### WORK INSTRUCTION
Please return the lines of the data that contain "parallel".

### PROVIDED DATA
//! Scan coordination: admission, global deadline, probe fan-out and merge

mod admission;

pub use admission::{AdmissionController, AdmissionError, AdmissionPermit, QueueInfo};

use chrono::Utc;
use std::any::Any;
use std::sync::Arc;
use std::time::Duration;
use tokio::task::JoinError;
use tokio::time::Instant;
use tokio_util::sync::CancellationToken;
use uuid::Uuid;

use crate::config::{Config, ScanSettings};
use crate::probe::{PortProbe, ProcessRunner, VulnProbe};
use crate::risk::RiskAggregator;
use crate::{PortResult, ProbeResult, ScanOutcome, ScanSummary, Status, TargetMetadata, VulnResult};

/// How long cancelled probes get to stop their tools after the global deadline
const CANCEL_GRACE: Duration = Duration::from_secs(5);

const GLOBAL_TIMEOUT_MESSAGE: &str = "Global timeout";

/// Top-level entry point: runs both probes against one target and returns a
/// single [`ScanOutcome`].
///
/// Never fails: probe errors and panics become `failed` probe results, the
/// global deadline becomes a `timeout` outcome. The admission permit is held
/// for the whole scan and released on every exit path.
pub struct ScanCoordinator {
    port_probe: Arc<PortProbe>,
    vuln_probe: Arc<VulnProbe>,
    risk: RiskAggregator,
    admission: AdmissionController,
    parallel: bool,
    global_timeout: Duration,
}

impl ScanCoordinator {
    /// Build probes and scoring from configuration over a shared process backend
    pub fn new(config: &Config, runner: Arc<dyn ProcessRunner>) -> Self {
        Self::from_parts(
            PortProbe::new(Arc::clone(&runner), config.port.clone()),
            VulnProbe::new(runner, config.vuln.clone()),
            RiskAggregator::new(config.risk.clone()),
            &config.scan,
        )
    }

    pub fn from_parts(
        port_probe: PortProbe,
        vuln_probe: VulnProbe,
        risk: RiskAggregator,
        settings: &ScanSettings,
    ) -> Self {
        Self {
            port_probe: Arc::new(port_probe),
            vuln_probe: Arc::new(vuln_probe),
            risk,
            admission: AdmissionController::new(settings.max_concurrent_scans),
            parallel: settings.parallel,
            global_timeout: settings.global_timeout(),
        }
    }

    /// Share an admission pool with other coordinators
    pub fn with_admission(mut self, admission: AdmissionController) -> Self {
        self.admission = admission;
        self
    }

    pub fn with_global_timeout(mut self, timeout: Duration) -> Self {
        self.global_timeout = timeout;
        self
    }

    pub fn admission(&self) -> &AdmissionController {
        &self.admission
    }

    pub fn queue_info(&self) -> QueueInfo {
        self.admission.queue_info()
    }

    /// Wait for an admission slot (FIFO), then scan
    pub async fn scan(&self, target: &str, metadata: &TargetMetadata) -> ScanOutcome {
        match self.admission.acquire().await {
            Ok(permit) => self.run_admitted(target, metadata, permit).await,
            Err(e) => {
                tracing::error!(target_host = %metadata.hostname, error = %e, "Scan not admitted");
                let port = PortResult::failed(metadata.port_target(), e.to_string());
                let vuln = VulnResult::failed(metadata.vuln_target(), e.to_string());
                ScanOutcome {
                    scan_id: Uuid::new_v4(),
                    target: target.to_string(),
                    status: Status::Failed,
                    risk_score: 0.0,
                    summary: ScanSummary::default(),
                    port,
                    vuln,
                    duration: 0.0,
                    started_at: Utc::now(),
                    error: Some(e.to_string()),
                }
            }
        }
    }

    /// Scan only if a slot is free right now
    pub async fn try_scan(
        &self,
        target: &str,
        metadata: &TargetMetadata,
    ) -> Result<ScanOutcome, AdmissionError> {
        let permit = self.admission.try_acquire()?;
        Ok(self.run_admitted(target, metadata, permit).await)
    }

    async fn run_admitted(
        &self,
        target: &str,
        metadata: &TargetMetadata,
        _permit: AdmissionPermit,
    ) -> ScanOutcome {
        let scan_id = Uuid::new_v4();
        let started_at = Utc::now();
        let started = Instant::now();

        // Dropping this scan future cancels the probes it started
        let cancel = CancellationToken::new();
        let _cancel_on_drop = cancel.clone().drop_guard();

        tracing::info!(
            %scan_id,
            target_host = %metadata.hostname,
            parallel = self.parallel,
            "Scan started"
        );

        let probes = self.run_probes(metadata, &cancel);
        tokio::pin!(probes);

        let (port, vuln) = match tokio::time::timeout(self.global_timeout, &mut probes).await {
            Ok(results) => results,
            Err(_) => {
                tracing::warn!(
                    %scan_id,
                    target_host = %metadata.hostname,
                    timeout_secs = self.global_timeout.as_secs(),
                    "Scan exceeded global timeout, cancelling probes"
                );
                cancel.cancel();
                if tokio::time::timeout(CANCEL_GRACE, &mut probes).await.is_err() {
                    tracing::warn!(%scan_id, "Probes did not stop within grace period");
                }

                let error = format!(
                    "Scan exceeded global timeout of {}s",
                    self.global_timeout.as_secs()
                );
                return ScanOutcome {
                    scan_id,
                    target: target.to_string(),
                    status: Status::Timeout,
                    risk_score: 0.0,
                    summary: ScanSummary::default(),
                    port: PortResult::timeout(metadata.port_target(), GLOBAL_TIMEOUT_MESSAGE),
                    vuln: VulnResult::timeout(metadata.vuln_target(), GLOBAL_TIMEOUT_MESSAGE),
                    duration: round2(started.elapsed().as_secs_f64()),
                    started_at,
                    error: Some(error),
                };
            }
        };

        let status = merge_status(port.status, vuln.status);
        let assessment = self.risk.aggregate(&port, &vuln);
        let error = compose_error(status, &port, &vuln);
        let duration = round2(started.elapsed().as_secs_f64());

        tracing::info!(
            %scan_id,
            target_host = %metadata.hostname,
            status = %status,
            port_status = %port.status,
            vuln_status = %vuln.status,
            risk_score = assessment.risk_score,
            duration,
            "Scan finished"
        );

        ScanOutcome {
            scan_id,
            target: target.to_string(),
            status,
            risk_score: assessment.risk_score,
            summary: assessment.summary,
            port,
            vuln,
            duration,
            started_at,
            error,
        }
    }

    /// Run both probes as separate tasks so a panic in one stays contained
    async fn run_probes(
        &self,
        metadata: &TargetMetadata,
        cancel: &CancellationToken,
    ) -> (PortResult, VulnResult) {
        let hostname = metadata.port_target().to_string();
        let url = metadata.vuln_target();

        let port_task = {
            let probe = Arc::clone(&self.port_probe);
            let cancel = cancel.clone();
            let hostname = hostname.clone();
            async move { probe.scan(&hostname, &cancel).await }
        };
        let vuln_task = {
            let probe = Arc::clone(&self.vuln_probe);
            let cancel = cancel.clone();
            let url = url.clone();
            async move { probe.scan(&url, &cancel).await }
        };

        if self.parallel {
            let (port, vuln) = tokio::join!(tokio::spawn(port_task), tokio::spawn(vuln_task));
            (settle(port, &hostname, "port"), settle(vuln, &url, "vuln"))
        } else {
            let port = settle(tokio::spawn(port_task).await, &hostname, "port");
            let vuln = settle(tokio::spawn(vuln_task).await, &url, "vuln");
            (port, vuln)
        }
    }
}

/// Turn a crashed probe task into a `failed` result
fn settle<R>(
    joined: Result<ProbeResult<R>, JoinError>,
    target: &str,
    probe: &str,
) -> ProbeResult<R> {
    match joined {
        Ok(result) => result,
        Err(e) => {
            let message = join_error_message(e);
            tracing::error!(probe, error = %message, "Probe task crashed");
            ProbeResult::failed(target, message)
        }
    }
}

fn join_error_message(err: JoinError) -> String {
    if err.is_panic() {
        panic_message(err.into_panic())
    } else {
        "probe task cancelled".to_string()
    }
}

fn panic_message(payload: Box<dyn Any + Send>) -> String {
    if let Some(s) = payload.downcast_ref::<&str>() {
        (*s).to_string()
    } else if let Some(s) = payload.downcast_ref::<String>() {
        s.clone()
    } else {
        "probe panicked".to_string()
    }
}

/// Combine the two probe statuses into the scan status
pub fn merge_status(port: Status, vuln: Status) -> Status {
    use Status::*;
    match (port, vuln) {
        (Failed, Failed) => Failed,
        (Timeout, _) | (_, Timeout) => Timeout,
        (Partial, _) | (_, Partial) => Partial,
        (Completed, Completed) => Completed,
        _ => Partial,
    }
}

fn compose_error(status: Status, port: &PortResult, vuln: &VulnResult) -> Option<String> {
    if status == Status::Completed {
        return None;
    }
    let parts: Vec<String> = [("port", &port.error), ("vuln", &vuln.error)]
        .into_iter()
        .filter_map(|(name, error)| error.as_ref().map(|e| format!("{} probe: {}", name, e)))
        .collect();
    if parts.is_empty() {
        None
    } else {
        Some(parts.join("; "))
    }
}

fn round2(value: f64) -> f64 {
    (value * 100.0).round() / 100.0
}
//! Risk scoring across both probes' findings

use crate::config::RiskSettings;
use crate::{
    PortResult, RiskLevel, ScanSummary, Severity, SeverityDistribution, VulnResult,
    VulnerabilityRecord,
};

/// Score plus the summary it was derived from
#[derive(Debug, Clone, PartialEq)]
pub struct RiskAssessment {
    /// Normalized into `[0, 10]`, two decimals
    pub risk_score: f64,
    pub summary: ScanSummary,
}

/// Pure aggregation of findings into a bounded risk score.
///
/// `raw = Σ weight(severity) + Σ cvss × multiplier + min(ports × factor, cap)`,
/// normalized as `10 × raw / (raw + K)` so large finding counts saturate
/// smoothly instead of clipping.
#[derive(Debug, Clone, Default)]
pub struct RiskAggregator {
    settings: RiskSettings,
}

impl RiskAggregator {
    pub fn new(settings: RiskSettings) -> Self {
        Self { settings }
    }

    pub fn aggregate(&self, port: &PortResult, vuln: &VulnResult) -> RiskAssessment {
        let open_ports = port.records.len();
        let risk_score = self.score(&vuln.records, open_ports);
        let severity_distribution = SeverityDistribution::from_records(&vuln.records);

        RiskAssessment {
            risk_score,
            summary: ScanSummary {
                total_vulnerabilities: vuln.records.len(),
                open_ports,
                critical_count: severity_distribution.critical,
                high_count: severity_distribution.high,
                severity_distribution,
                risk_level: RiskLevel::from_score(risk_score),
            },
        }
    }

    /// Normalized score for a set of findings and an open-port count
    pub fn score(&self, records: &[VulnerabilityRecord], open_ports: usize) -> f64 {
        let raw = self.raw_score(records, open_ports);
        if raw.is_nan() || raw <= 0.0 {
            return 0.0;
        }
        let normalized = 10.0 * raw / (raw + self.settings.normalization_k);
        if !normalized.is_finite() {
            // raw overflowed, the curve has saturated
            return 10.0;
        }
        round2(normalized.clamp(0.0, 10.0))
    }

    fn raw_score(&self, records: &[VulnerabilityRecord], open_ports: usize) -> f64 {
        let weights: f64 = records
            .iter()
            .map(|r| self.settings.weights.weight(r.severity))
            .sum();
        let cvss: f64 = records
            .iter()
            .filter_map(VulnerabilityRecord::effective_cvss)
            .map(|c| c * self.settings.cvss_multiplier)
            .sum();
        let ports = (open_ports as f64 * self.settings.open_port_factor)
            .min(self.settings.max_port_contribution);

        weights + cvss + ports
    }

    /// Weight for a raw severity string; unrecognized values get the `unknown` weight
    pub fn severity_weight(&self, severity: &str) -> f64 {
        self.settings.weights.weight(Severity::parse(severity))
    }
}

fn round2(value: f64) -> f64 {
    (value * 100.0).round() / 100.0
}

### THE ANSWER
    parallel: bool,
            parallel: settings.parallel,
            parallel = self.parallel,
        if self.parallel {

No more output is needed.